Prof. Andrew Farmery: ” I’m very well, although slightly knackered. It’s been a very long week. It’s been absolutely incredible, from nothing a week ago when we first had an idle chat Monday morning last week, to this afternoon, when we pitched it to the Cabinet and the MHRA (Medicines and Healthcare Products Regulatory Agency). We’re waiting to hear whether they think it’s a goer or not.”

   Farmery: “It’s laughably simple in some ways. It’s a compressible bag, a bit like a child’s rugby ball. It’s a compressible squeezy bag – the sort you use to resuscitate patients who have collapsed from cardiac arrest. Ambulances carry them around. But we’ve trapped it inside a rigid Perspex box and we inject compressed air into the rigid Perspex box that squeezes this bladder and pushes air out through some valves which we already have, and inflates the patient’s chest. There’s a second set of valves that allows gas to come out of the patient’s chest and also out of the rigid Perspex box. So it’s a sort of electro-pneumatic device. The air is injected into the box through what’s called a solenoid valve, which is controlled electronically, and we can regulate the flow of air compression gas that goes into the box, the speed with which it goes in, how much time is allowed for inspiration and expiration. We can control the pressures generated in the patient’s airway. All the things you would want, and we’re just doing it with this simple feedback controller.”

   Farmery continues: “As well as an academic, I’m also a consultant anaesthetist, so I deal with ventilating patients every week.
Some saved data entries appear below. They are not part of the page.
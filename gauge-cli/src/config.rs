//! Environment configuration
//!
//! - `GAUGE_LOG`: log level, falling back to `RUST_LOG`, then `info`
//! - `GAUGE_PRECISION`: decimals for the `display` field of results

use std::env;
use tracing::Level;

const DEFAULT_LEVEL: Level = Level::INFO;

#[derive(Debug, Clone, PartialEq)]
pub struct Config {
    pub log_level: Level,
    pub precision: Option<usize>,
    /// Problems found while reading the environment, logged once the
    /// subscriber is up
    pub warnings: Vec<String>,
}

impl Default for Config {
    fn default() -> Self {
        Config { log_level: DEFAULT_LEVEL, precision: None, warnings: Vec::new() }
    }
}

impl Config {
    pub fn from_env() -> Self {
        Self::from_lookup(|key| env::var(key).ok())
    }

    pub fn from_lookup(lookup: impl Fn(&str) -> Option<String>) -> Self {
        let mut config = Config::default();

        if let Some(raw) = lookup("GAUGE_LOG").or_else(|| lookup("RUST_LOG")) {
            match raw.trim().parse::<Level>() {
                Ok(level) => config.log_level = level,
                Err(_) => config.warnings.push(format!(
                    "ignoring log level '{}', using {}", raw, DEFAULT_LEVEL
                )),
            }
        }

        if let Some(raw) = lookup("GAUGE_PRECISION") {
            match raw.trim().parse::<usize>() {
                Ok(precision) => config.precision = Some(precision),
                Err(_) => config.warnings.push(format!(
                    "ignoring GAUGE_PRECISION '{}', expected a non-negative integer", raw
                )),
            }
        }

        config
    }

    /// Render a displayable value with the configured precision
    pub fn display<T: std::fmt::Display>(&self, value: &T) -> String {
        match self.precision {
            Some(precision) => format!("{:.*}", precision, value),
            None => value.to_string(),
        }
    }
}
That’s what I do. The design had come out of what the clinicians want. We were slightly worried at the start when Boris [Johnson, UK PM] announced Land Rover and JCB were going to be making ventilators. I was slightly alarmed that they knew sod-all about ventilators and nobody had really taken the opinions of people like me and doctors and anesthetists around the country.”

  “The electronics is based around a very simple circuit board called an Arduino – basically a tiny little circuit board used to teach kids about coding and electronics. It’s basically a toy, but that’s what the prototype is based on. We might even base the whole thing on that. It depends on whether we can knock PCBs out quickly enough. So the control engineers are still working on that, refining it. You’ve got to tell the solenoid valve what to do and then you’ve got to measure and monitor the pressures at various points with sensors to make sure that the solenoid is doing what you told it to do. That’s classic control engineering and they love that sort of thing, and they’re off on it already.”

SONY is exploring the possibility of making 5,000 of the new ventilators weekly I hope the design can be shared with other countries, including my own, Israel.